Beyond OP_CAT, the article mentions other proposals such as OP_STARK_VERIFY, an opcode-oriented idea designed to verify STARKs more efficiently on Bitcoin, and a concept called BitZip associated with Ethan Heilman. Heilman’s framing (as quoted in the article) outlines two broad routes: enhancing Bitcoin with general-purpose opcodes to support rollup-like constructions, or supporting STARKs at the consensus layer. He also referenced weaker aggregation schemes—like CISA (Cross Input Signature Aggregation)—as potential partial help.
Even if the crypto is strong, the practical gating factor is that Bitcoin Script cannot verify STARKs today. The article quotes Ivezic’s assessment that a base-layer STARK verifier is realistically a 2030s governance conversation, noting that consensus-layer changes carry far more surface area than small signature-related opcodes—even ones like OP_CAT that have already faced years of debate.
By contrast, the article highlights that other networks may find post-quantum transitions easier. It notes that Ethereum is targeting 2029 for post-quantum transition and that Solana has experimented with post-quantum signatures. For Starknet specifically, the article ties StarkWare’s three-phase quantum-secure transition to native account abstraction, which allows upgrades of underlying cryptography without forcing every user to migrate accounts manually.

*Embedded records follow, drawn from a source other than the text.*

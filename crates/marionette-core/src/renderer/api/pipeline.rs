// Copyright 2025 eraflo
//
// Licensed under the Apache License, Version 2.0 (the "License");
// you may not use this file except in compliance with the License.
// You may obtain a copy of the License at
//
//     http://www.apache.org/licenses/LICENSE-2.0
//
// Unless required by applicable law or agreed to in writing, software
// distributed under the License is distributed on an "AS IS" BASIS,
// WITHOUT WARRANTIES OR CONDITIONS OF ANY KIND, either express or implied.
// See the License for the specific language governing permissions and
// limitations under the License.

//! Pipeline keys and registration descriptors.
//!
//! Pipelines are registered with the backend under a string key and looked up
//! by that key when a draw or dispatch is recorded.

use super::bind_group::ShaderLayout;
use std::fmt;

/// The name under which a pipeline is registered.
#[derive(Debug, Clone, PartialEq, Eq, Hash, PartialOrd, Ord)]
pub struct PipelineKey(pub String);

impl PipelineKey {
    /// Creates a key from anything string-like.
    pub fn new(key: impl Into<String>) -> Self {
        Self(key.into())
    }

    /// The key as a string slice.
    pub fn as_str(&self) -> &str {
        &self.0
    }
}

impl fmt::Display for PipelineKey {
    fn fmt(&self, f: &mut fmt::Formatter<'_>) -> fmt::Result {
        f.write_str(&self.0)
    }
}

impl From<&str> for PipelineKey {
    fn from(key: &str) -> Self {
        Self(key.to_owned())
    }
}

/// An opaque handle to a registered pipeline.
#[derive(Debug, Clone, Copy, PartialEq, Eq, Hash, PartialOrd, Ord)]
pub struct PipelineId(pub u64);

/// The kind of work a pipeline performs.
#[derive(Debug, Clone, Copy, PartialEq, Eq, Hash)]
pub enum PipelineKind {
    /// A vertex + fragment pipeline used by the main pass.
    Render,
    /// A depth-only pipeline used by the shadow pass.
    Shadow,
    /// A compute pipeline.
    Compute,
}

/// Everything the backend needs to register a pipeline.
#[derive(Debug, Clone)]
pub struct PipelineDescriptor {
    /// Registration key.
    pub key: PipelineKey,
    /// What the pipeline does.
    pub kind: PipelineKind,
    /// Shader binding metadata.
    pub layout: ShaderLayout,
    /// Shader entry point.
    pub entry_point: String,
}

impl PipelineDescriptor {
    /// Creates a descriptor with the conventional entry point for `kind`.
    pub fn new(key: impl Into<PipelineKey>, kind: PipelineKind, layout: ShaderLayout) -> Self {
        let entry_point = match kind {
            PipelineKind::Render => "vs_main",
            PipelineKind::Shadow => "vs_shadow",
            PipelineKind::Compute => "cs_main",
        };
        Self {
            key: key.into(),
            kind,
            layout,
            entry_point: entry_point.to_owned(),
        }
    }
}

/// A compute program attached to a model's animator.
#[derive(Debug, Clone)]
pub struct ComputeProgram {
    /// Key of the registered compute pipeline.
    pub pipeline: PipelineKey,
    /// Threads per workgroup along X; dispatches cover one thread per instance.
    pub workgroup_size: u32,
    /// Binding metadata for the animator's compute bind group.
    pub layout: ShaderLayout,
}

impl ComputeProgram {
    /// Number of workgroups needed to cover `instance_count` threads.
    pub fn workgroups_for(&self, instance_count: u32) -> [u32; 3] {
        [instance_count.div_ceil(self.workgroup_size.max(1)), 1, 1]
    }
}
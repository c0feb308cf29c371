// Copyright 2025 eraflo
//
// Licensed under the Apache License, Version 2.0 (the "License");
// you may not use this file except in compliance with the License.
// You may obtain a copy of the License at
//
//     http://www.apache.org/licenses/LICENSE-2.0
//
// Unless required by applicable law or agreed to in writing, software
// distributed under the License is distributed on an "AS IS" BASIS,
// WITHOUT WARRANTIES OR CONDITIONS OF ANY KIND, either express or implied.
// See the License for the specific language governing permissions and
// limitations under the License.

//! Model definitions shared by every instance of an animator.
//!
//! Loading models from files is out of scope; a [`Model`] is assembled by the
//! caller from GPU buffers that already exist.

use super::backend::BackendKind;
use super::skeletal::{check_parent, Bone, Clip};
use marionette_core::renderer::api::{
    BindGroupProvider, ComputeProgram, MeshBuffers, PipelineDescriptor, PipelineKey, PipelineKind,
    ShaderLayout,
};
use marionette_core::AnimationError;
use std::ops::Range;
use thiserror::Error;

/// A model that cannot be animated or drawn as described.
#[derive(Debug, Error, PartialEq)]
pub enum ModelError {
    /// The model has nothing to draw.
    #[error("model '{model}' has no materials")]
    NoMaterials {
        /// The model name.
        model: String,
    },
    /// A material draws past the end of the index buffer.
    #[error("material '{material}' draws indices {start}..{end} but the mesh has {index_count}")]
    IndexRange {
        /// The material name.
        material: String,
        /// First index.
        start: u32,
        /// One past the last index.
        end: u32,
        /// Indices in the mesh.
        index_count: u32,
    },
    /// The skeleton or clips were rejected by the backend.
    #[error(transparent)]
    Animation(#[from] AnimationError),
}

/// A draw surface of a model.
#[derive(Debug, Clone)]
pub struct Material {
    /// Material name.
    pub name: String,
    /// Registered render pipeline.
    pub pipeline: PipelineKey,
    /// Binding metadata of the pipeline's shader.
    pub layout: ShaderLayout,
    /// Material parameters, bound under
    /// [`BindingRole::Material`](marionette_core::renderer::api::BindingRole::Material).
    pub provider: BindGroupProvider,
    /// Indices drawn by this material; the whole mesh when `None`.
    pub index_range: Option<Range<u32>>,
}

impl Material {
    /// The indices this material draws from `mesh`.
    pub fn indices(&self, mesh: &MeshBuffers) -> Range<u32> {
        self.index_range.clone().unwrap_or(0..mesh.index_count)
    }
}

/// Everything shared by the instances of one animator.
#[derive(Debug, Clone)]
pub struct Model {
    /// Unique model name; objects with the same model share an animator.
    pub name: String,
    /// Geometry.
    pub mesh: MeshBuffers,
    /// Draw surfaces.
    pub materials: Vec<Material>,
    /// Bones, parents first. Empty for rigid models.
    pub skeleton: Vec<Bone>,
    /// Animation clips.
    pub clips: Vec<Clip>,
    /// Bounding-sphere radius of one instance.
    pub bounding_radius: f32,
    /// The animator compute program.
    pub compute: Option<ComputeProgram>,
    /// Optional per-model effect parameters.
    pub effect: Option<BindGroupProvider>,
}

impl Model {
    /// Skinned models run the skeletal backend.
    pub fn backend_kind(&self) -> BackendKind {
        if self.skeleton.is_empty() && self.clips.is_empty() {
            BackendKind::Simple
        } else {
            BackendKind::Skeletal
        }
    }

    /// Checks materials and skeleton ordering.
    pub fn validate(&self) -> Result<(), ModelError> {
        if self.materials.is_empty() {
            return Err(ModelError::NoMaterials {
                model: self.name.clone(),
            });
        }
        for material in &self.materials {
            let range = material.indices(&self.mesh);
            if range.end > self.mesh.index_count || range.start > range.end {
                return Err(ModelError::IndexRange {
                    material: material.name.clone(),
                    start: range.start,
                    end: range.end,
                    index_count: self.mesh.index_count,
                });
            }
        }
        for (index, bone) in self.skeleton.iter().enumerate() {
            check_parent(index, bone.parent)?;
        }
        Ok(())
    }

    /// Descriptors for every pipeline the model draws or dispatches with.
    pub fn pipeline_descriptors(&self) -> Vec<PipelineDescriptor> {
        let mut descriptors: Vec<PipelineDescriptor> = self
            .materials
            .iter()
            .map(|m| {
                PipelineDescriptor::new(m.pipeline.clone(), PipelineKind::Render, m.layout.clone())
            })
            .collect();
        if let Some(compute) = &self.compute {
            descriptors.push(PipelineDescriptor::new(
                compute.pipeline.clone(),
                PipelineKind::Compute,
                compute.layout.clone(),
            ));
        }
        descriptors
    }
}

#[cfg(test)]
mod tests {
    use super::*;
    use marionette_core::renderer::api::BufferId;

    fn model() -> Model {
        Model {
            name: "crate".into(),
            mesh: MeshBuffers {
                vertex: BufferId(0),
                index: BufferId(1),
                index_count: 36,
            },
            materials: vec![Material {
                name: "wood".into(),
                pipeline: PipelineKey::new("lit"),
                layout: ShaderLayout::default(),
                provider: BindGroupProvider::new("wood"),
                index_range: None,
            }],
            skeleton: Vec::new(),
            clips: Vec::new(),
            bounding_radius: 1.0,
            compute: None,
            effect: None,
        }
    }

    #[test]
    fn rigid_model_is_simple() {
        let model = model();
        assert_eq!(model.backend_kind(), BackendKind::Simple);
        assert!(model.validate().is_ok());
        assert_eq!(model.materials[0].indices(&model.mesh), 0..36);
    }

    #[test]
    fn index_range_past_mesh_is_rejected() {
        let mut model = model();
        model.materials[0].index_range = Some(30..40);
        assert!(matches!(
            model.validate(),
            Err(ModelError::IndexRange { end: 40, .. })
        ));
    }

    #[test]
    fn skeleton_order_is_checked() {
        let mut model = model();
        model.skeleton = vec![Bone {
            parent: 0,
            ..Default::default()
        }];
        assert_eq!(model.backend_kind(), BackendKind::Skeletal);
        assert_eq!(
            model.validate(),
            Err(ModelError::Animation(AnimationError::BoneOrder { bone: 0, parent: 0 }))
        );
    }
}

“On Starknet, we have this big advantage that we have already native account abstraction and smart wallets, which means that nothing is enshrined so its very easy to upgrade the wallets and the infrastructure to be post quantum.“
The strategic implication, as Ben-Sasson presents it, is that post-quantum roadmaps on networks without flexible account layers could be “extremely hard,” while Starknet’s design choices reduce lock-in risk.
For Bitcoin readers, the next watchpoints are straightforward: whether any OP_CAT-related or STARK-verification discussions regain momentum, and whether the community gravitates toward aggregation-first proposals that preserve decentralization—rather than defaulting to block-size increases that may raise node burdens. The cryptography may be solvable, but Bitcoin’s ability to verify it at scale hinges on governance and Script capabilities.